What is the difference between consecutive square numbers

The following tables summarise the calculations for questions 1 to 3. For each of these tables, the short cut calculation is always the difference multiplied by the sum of the two numbers that are squared.

In general, then, the rule is: b squared minus a squared equals the difference between b and a multiplied by the sum of b and a.

This rule will work for all values of a and b. The following table shows how this rule can be used:. The difference between consecutive square numbers is always odd. The difference is the sum of the two numbers that are squared. The difference between alternate square numbers is always even; it is twice the sum of the two numbers that are squared. The difference is always odd; it can be worked out by trebling multiplying by 3 the sum of the two numbers that are squared.

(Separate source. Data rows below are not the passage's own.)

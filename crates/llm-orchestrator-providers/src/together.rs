// Copyright (c) 2025 LLM DevOps
// SPDX-License-Identifier: MIT OR Apache-2.0

//! Together AI provider implementation.
//!
//! Together's inference API is OpenAI-compatible; model identifiers are the
//! slash-qualified HuggingFace-style names in the registry catalogue
//! (e.g. `mistralai/mistral-7b-instruct-v0.2`).

use crate::traits::{GenerateParams, LLMProvider, LLMResponse, ModelCapabilities, ProviderError};
use async_trait::async_trait;
use futures::stream::{self, BoxStream};
use llm_orchestrator_core::registry::ModelRegistry;
use reqwest::{Client, StatusCode};
use serde::{Deserialize, Serialize};
use std::time::{Duration, Instant};

const PROVIDER_NAME: &str = "together";

pub struct TogetherProvider {
    client: Client,
    api_key: String,
    base_url: String,
}

#[derive(Debug, Serialize)]
struct ChatCompletionRequest {
    model: String,
    messages: Vec<ChatMessage>,
    #[serde(skip_serializing_if = "Option::is_none")]
    temperature: Option<f32>,
    #[serde(skip_serializing_if = "Option::is_none")]
    max_tokens: Option<u32>,
    #[serde(default)]
    stream: bool,
}

#[derive(Debug, Clone, Serialize, Deserialize)]
struct ChatMessage {
    role: String,
    content: String,
}

#[derive(Debug, Deserialize)]
struct ChatCompletionResponse {
    choices: Vec<Choice>,
    usage: Usage,
}

#[derive(Debug, Deserialize)]
struct Choice {
    message: ChatMessage,
    finish_reason: Option<String>,
}

#[derive(Debug, Deserialize)]
struct Usage {
    prompt_tokens: u32,
    completion_tokens: u32,
    total_tokens: u32,
}

#[derive(Debug, Deserialize)]
struct TogetherErrorResponse {
    error: TogetherError,
}

#[derive(Debug, Deserialize)]
struct TogetherError {
    message: String,
}

impl TogetherProvider {
    fn convert_reqwest_error(err: reqwest::Error) -> ProviderError {
        if err.is_timeout() {
            ProviderError::RequestFailed {
                provider: PROVIDER_NAME.to_string(),
                message: "request timed out".to_string(),
            }
        } else {
            ProviderError::RequestFailed {
                provider: PROVIDER_NAME.to_string(),
                message: err.to_string(),
            }
        }
    }

    pub fn new(api_key: String) -> Self {
        Self::with_base_url(api_key, "https://api.together.xyz/v1".to_string())
    }

    pub fn with_base_url(api_key: String, base_url: String) -> Self {
        let client = Client::builder()
            .timeout(Duration::from_secs(180))
            .build()
            .expect("failed to build reqwest client");

        Self { client, api_key, base_url }
    }

    pub fn from_env() -> Result<Self, ProviderError> {
        let api_key = std::env::var("TOGETHER_API_KEY")
            .map_err(|_| ProviderError::Authentication(PROVIDER_NAME.to_string()))?;
        Ok(Self::new(api_key))
    }

    fn to_together_request(&self, prompt: &str, params: &GenerateParams) -> ChatCompletionRequest {
        let mut messages = Vec::new();
        if let Some(system) = params.extra.get("system").and_then(|v| v.as_str()) {
            messages.push(ChatMessage { role: "system".to_string(), content: system.to_string() });
        }
        messages.push(ChatMessage { role: "user".to_string(), content: prompt.to_string() });

        ChatCompletionRequest {
            model: params.model.clone().unwrap_or_else(|| "mistralai/mistral-7b-instruct-v0.2".to_string()),
            messages,
            temperature: Some(params.temperature),
            max_tokens: Some(params.max_tokens),
            stream: false,
        }
    }

    fn parse_error(&self, status: StatusCode, body: &str) -> ProviderError {
        if status == StatusCode::TOO_MANY_REQUESTS {
            return ProviderError::RateLimit(PROVIDER_NAME.to_string());
        }
        if status == StatusCode::UNAUTHORIZED || status == StatusCode::FORBIDDEN {
            return ProviderError::Authentication(PROVIDER_NAME.to_string());
        }
        if let Ok(error_response) = serde_json::from_str::<TogetherErrorResponse>(body) {
            return ProviderError::RequestFailed {
                provider: PROVIDER_NAME.to_string(),
                message: format!("[{}] {}", status.as_u16(), error_response.error.message),
            };
        }
        ProviderError::RequestFailed {
            provider: PROVIDER_NAME.to_string(),
            message: format!("[{}] {}", status.as_u16(), body),
        }
    }
}

#[async_trait]
impl LLMProvider for TogetherProvider {
    async fn generate(&self, prompt: &str, params: &GenerateParams) -> Result<LLMResponse, ProviderError> {
        let started = Instant::now();
        let model = params.model.clone().unwrap_or_else(|| "mistralai/mistral-7b-instruct-v0.2".to_string());
        let request_body = self.to_together_request(prompt, params);

        let response = self
            .client
            .post(format!("{}/chat/completions", self.base_url))
            .header("Authorization", format!("Bearer {}", self.api_key))
            .header("Content-Type", "application/json")
            .json(&request_body)
            .send()
            .await
            .map_err(Self::convert_reqwest_error)?;

        let status = response.status();
        let body = response.text().await.unwrap_or_default();

        if !status.is_success() {
            return Err(self.parse_error(status, &body));
        }

        let completion: ChatCompletionResponse = serde_json::from_str(&body).map_err(|e| ProviderError::RequestFailed {
            provider: PROVIDER_NAME.to_string(),
            message: format!("malformed response: {e}"),
        })?;

        let choice = completion.choices.into_iter().next().ok_or_else(|| ProviderError::RequestFailed {
            provider: PROVIDER_NAME.to_string(),
            message: "no choices in response".to_string(),
        })?;

        let cost_usd = self.get_cost(&model, completion.usage.prompt_tokens, completion.usage.completion_tokens).await;

        Ok(LLMResponse {
            content: choice.message.content,
            model,
            provider: PROVIDER_NAME.to_string(),
            tokens_prompt: completion.usage.prompt_tokens,
            tokens_completion: completion.usage.completion_tokens,
            tokens_total: completion.usage.total_tokens,
            cost_usd,
            latency_ms: started.elapsed().as_millis() as u64,
            finish_reason: choice.finish_reason,
            metadata: Default::default(),
        })
    }

    async fn stream_generate(
        &self,
        prompt: &str,
        params: &GenerateParams,
    ) -> Result<BoxStream<'static, Result<String, ProviderError>>, ProviderError> {
        let response = self.generate(prompt, params).await?;
        Ok(Box::pin(stream::once(async move { Ok(response.content) })))
    }

    async fn get_cost(&self, model: &str, prompt_tokens: u32, completion_tokens: u32) -> f64 {
        match ModelRegistry::get_model_config(PROVIDER_NAME, model) {
            Some(config) => {
                (prompt_tokens as f64 / 1000.0) * config.cost_per_1k_prompt
                    + (completion_tokens as f64 / 1000.0) * config.cost_per_1k_completion
            }
            None => 0.0,
        }
    }

    async fn get_latency_estimate(&self, model: &str) -> u64 {
        ModelRegistry::get_model_config(PROVIDER_NAME, model).map(|c| c.latency_estimate_ms).unwrap_or(2000)
    }

    fn get_model_capabilities(&self, model: &str) -> ModelCapabilities {
        match ModelRegistry::get_model_config(PROVIDER_NAME, model) {
            Some(config) => ModelCapabilities {
                code_generation: config.has_capability("code_generation"),
                reasoning: config.has_capability("reasoning"),
                analysis: config.has_capability("analysis"),
                long_context: config.has_capability("long_context"),
                function_calling: config.has_capability("function_calling"),
                vision: config.has_capability("vision"),
                streaming: true,
                max_tokens: config.max_tokens,
                supported_languages: Vec::new(),
            },
            None => ModelCapabilities::default(),
        }
    }

    fn list_models(&self) -> Vec<String> {
        ModelRegistry::list_models(Some(PROVIDER_NAME))
            .into_iter()
            .filter_map(|entry| entry.split_once('/').map(|(_, model)| model.to_string()))
            .collect()
    }

    fn is_available(&self) -> bool {
        !self.api_key.is_empty()
    }

    fn provider_name(&self) -> &str {
        PROVIDER_NAME
    }
}

#[cfg(test)]
mod tests {
    use super::*;

    #[test]
    fn provider_creation_defaults_base_url() {
        let provider = TogetherProvider::new("test-key".to_string());
        assert_eq!(provider.provider_name(), "together");
        assert_eq!(provider.base_url, "https://api.together.xyz/v1");
    }

    #[test]
    fn request_builder_defaults_to_mistral_7b() {
        let provider = TogetherProvider::new("test-key".to_string());
        let params = GenerateParams::default();
        let request = provider.to_together_request("hi", &params);
        assert_eq!(request.model, "mistralai/mistral-7b-instruct-v0.2");
    }

    #[test]
    fn list_models_strips_provider_prefix_but_keeps_slash_qualified_model_ids() {
        let provider = TogetherProvider::new("test-key".to_string());
        let models = provider.list_models();
        assert!(models.iter().any(|m| m == "mistralai/mistral-7b-instruct-v0.2"));
    }

    #[test]
    fn parse_error_detects_rate_limit_from_status() {
        let provider = TogetherProvider::new("test-key".to_string());
        let error = provider.parse_error(StatusCode::TOO_MANY_REQUESTS, "{}");
        assert!(matches!(error, ProviderError::RateLimit(_)));
    }
}
impl LLMRouter {
    pub fn new(providers: HashMap<String, ProviderRef>, default_strategy: RoutingStrategy) -> Self {
        let default_fallback_chain = FallbackChain::balanced()
            .into_iter()
            .map(|(p, m)| (p.to_string(), m.to_string()))
            .collect();
        Self {
            providers,
            default_strategy,
            default_fallback_chain,
            usage_stats: DashMap::new(),
        }
    }

    pub fn register_provider(&mut self, name: impl Into<String>, provider: ProviderRef) {
        let name = name.into();
        tracing::info!(provider = %name, "registered LLM provider");
        self.providers.insert(name, provider);
    }

    pub fn get_provider(&self, name: &str) -> Option<ProviderRef> {
        self.providers.get(name).cloned()
    }

    fn available_providers(&self) -> HashMap<&str, &ProviderRef> {
        self.providers
            .iter()
            .filter(|(_, p)| p.is_available())
            .map(|(name, p)| (name.as_str(), p))
            .collect()
    }

    /// Picks a (provider, model) pair honoring the given criteria. Mirrors
    /// the strategy dispatch in the reference router one-to-one.
    pub fn select_provider(&self, criteria: &SelectionCriteria) -> Result<(String, String), RouterError> {
        if self.available_providers().is_empty() {
            return Err(RouterError::NoProviderAvailable);
        }

        let strategy = criteria.strategy.unwrap_or_else(|| {
            criteria
                .task_complexity
                .as_deref()
                .map(|c| RoutingStrategy::from_task_complexity(c, criteria.task_type.as_deref()))
                .unwrap_or(self.default_strategy)
        });

        tracing::info!(
            ?strategy,
            budget = ?criteria.budget_remaining_usd,
            latency_sensitive = criteria.latency_sensitive,
            prefer_local = criteria.prefer_local,
            capability = ?criteria.required_capability,
            "selecting LLM provider"
        );

        if strategy == RoutingStrategy::LocalFirst || criteria.prefer_local {
            return Ok(self.select_local_first(criteria.required_capability.as_deref()));
        }

        Ok(match strategy {
            RoutingStrategy::CostOptimized => self.select_cost_optimized(
                criteria.required_capability.as_deref(),
                !criteria.prefer_local,
            ),
            RoutingStrategy::LatencyOptimized => {
                self.select_latency_optimized(criteria.required_capability.as_deref(), criteria.budget_remaining_usd)
            }
            RoutingStrategy::QualityOptimized => {
                self.select_quality_optimized(criteria.required_capability.as_deref())
            }
            RoutingStrategy::CapabilityMatch => {
                self.select_capability_match(criteria.required_capability.as_deref())
            }
            _ => self.select_balanced(criteria.required_capability.as_deref()),
        })
    }

    fn select_local_first(&self, required_capability: Option<&str>) -> (String, String) {
        if self.providers.get("ollama").map(|p| p.is_available()).unwrap_or(false) {
            let models = ModelRegistry::find_models_by_capability(required_capability.unwrap_or("code"), None, None);
            if let Some(m) = models.into_iter().find(|m| m.provider == "ollama") {
                return ("ollama".to_string(), m.model);
            }
        }
        self.select_cost_optimized(required_capability, false)
    }

    fn select_cost_optimized(&self, required_capability: Option<&str>, exclude_local: bool) -> (String, String) {
        if let Some(config) = ModelRegistry::get_cheapest_model(required_capability, exclude_local) {
            if self.providers.contains_key(&config.provider) {
                return (config.provider, config.model);
            }
        }
        ("openai".to_string(), "gpt-3.5-turbo".to_string())
    }

    fn select_latency_optimized(&self, required_capability: Option<&str>, budget_remaining: Option<f64>) -> (String, String) {
        let max_cost = budget_remaining.map(|b| b / 1000.0);
        if let Some(config) = ModelRegistry::get_fastest_model(required_capability, max_cost) {
            if self.providers.contains_key(&config.provider) {
                return (config.provider, config.model);
            }
        }
        ("openai".to_string(), "gpt-3.5-turbo".to_string())
    }

    fn select_quality_optimized(&self, required_capability: Option<&str>) -> (String, String) {
        for (provider, model) in FallbackChain::high_quality() {
            if self.providers.get(provider).map(|p| p.is_available()).unwrap_or(false) {
                if let Some(cap) = required_capability {
                    if let Some(config) = ModelRegistry::get_model_config(provider, model) {
                        if config.has_capability(cap) {
                            return (provider.to_string(), model.to_string());
                        }
                    }
                } else {
                    return (provider.to_string(), model.to_string());
                }
            }
        }
        ("openai".to_string(), "gpt-4".to_string())
    }

    fn select_capability_match(&self, required_capability: Option<&str>) -> (String, String) {
        let Some(cap) = required_capability else {
            return ("openai".to_string(), "gpt-3.5-turbo".to_string());
        };
        for config in ModelRegistry::find_models_by_capability(cap, None, None) {
            if self.providers.contains_key(&config.provider) {
                return (config.provider, config.model);
            }
        }
        ("openai".to_string(), "gpt-3.5-turbo".to_string())
    }

    fn select_balanced(&self, required_capability: Option<&str>) -> (String, String) {
        for (provider, model) in FallbackChain::balanced() {
            if self.providers.get(provider).map(|p| p.is_available()).unwrap_or(false) {
                if let Some(cap) = required_capability {
                    if let Some(config) = ModelRegistry::get_model_config(provider, model) {
                        if config.has_capability(cap) {
                            return (provider.to_string(), model.to_string());
                        }
                    }
                } else {
                    return (provider.to_string(), model.to_string());
                }
            }
        }
        ("openai".to_string(), "gpt-3.5-turbo".to_string())
    }

    /// Builds the fallback chain for a primary pick, filtered by capability
    /// and availability, with the primary forced to the front.
    pub fn get_fallback_chain(
        &self,
        primary_provider: &str,
        primary_model: &str,
        strategy: Option<RoutingStrategy>,
        required_capability: Option<&str>,
    ) -> Vec<(String, String)> {
        let strategy = strategy.unwrap_or(self.default_strategy);
        let mut base_chain: Vec<(String, String)> = FallbackChain::for_strategy(strategy)
            .into_iter()
            .map(|(p, m)| (p.to_string(), m.to_string()))
            .collect();

        if base_chain.is_empty() {
            base_chain = self.default_fallback_chain.clone();
        }

        if let Some(cap) = required_capability {
            let filtered: Vec<(String, String)> = base_chain
                .iter()
                .filter(|(p, m)| {
                    ModelRegistry::get_model_config(p, m)
                        .map(|c| c.has_capability(cap))
                        .unwrap_or(false)
                })
                .cloned()
                .collect();
            if !filtered.is_empty() {
                base_chain = filtered;
            }
        }

        let mut available_chain: Vec<(String, String)> = base_chain
            .into_iter()
            .filter(|(p, _)| self.providers.get(p).map(|pr| pr.is_available()).unwrap_or(false))
            .collect();

        let primary = (primary_provider.to_string(), primary_model.to_string());
        available_chain.retain(|entry| entry != &primary);
        available_chain.insert(0, primary);
        available_chain
    }

    /// Records the outcome of a single call against its provider/model key.
    pub fn track_usage(&self, provider: &str, model: &str, success: bool, latency_ms: u64, cost_usd: f64) {
        let key = format!("{provider}/{model}");
        let mut entry = self.usage_stats.entry(key).or_default();
        entry.total_calls += 1;
        if success {
            entry.successful_calls += 1;
        } else {
            entry.failed_calls += 1;
        }
        entry.total_latency_ms += latency_ms;
        entry.total_cost_usd += cost_usd;
    }

    /// Returns usage stats, optionally filtered to a single provider's
    /// `provider/model` keys by prefix match.
    pub fn get_usage_stats(&self, provider: Option<&str>) -> HashMap<String, UsageStats> {
        let prefix = provider.map(|p| format!("{p}/"));
        self.usage_stats
            .iter()
            .filter(|entry| prefix.as_ref().map(|pfx| entry.key().starts_with(pfx)).unwrap_or(true))
            .map(|entry| (entry.key().clone(), entry.value().clone()))
            .collect()
    }

    pub fn model_config_for(&self, provider: &str, model: &str) -> Option<ModelConfig> {
        ModelRegistry::get_model_config(provider, model)
    }
}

Log in or register to create plans from your planning space that include this resource. Use the resource finder. Home Resource Finder. This is a level 5 algebra strand activity from the Figure It Out series. Since the number is odd, we will have a middle square. We will subtract that one.

The four rectangles have sides of consecutive lengths, so their area is even. Since there are four of them, the area of the figure is divisible by 8. You could also see this as two copies of the shape given in part 1 rotated and put together. Now we move the red line of squares from below and the unit square so that we get a larger square:.

The new square has the side with one unit bigger then the shortest side of the rectangle. Since the side of the rectangle was odd, the side of the square is even. Therefore, we have constructed an even square from the given rectangle and the unit square. Similarly as before, if the side of the rectangle was even, wen whe moved the red side we created a square of side one bigger then the lower side of the original rectangle. This time, since the rectangle has even side, the side of the square will be odd.

For the first two parts, we could use triangular numbers to visualise the pattern:. Then we have four equal triangular numbers, which implies the area of the shqpe is a multiple of four. For the second one, we recolour it like this:.

What do you notice? If you add up two square numbers that are apart by one e. Irene, from King's College of Alicante, Spain, also created a Square Number surprise of her own: Take any set of 5 consecutive numbers. Square each of them and find the difference. The difference between consecutive square numbers is always odd.

The difference is the sum of the two numbers that are squared. The difference between alternate square numbers is always even; it is twice the sum of the two numbers that are squared.

Since they are consecutive, one is even and the other is odd. Now, squaring the even number is multiplying it an even number of times, so the answer is even. Answer: The difference of any two negative integers is a negative integer.

The statement is not necessarily true. We will take an example by considering two negative integers.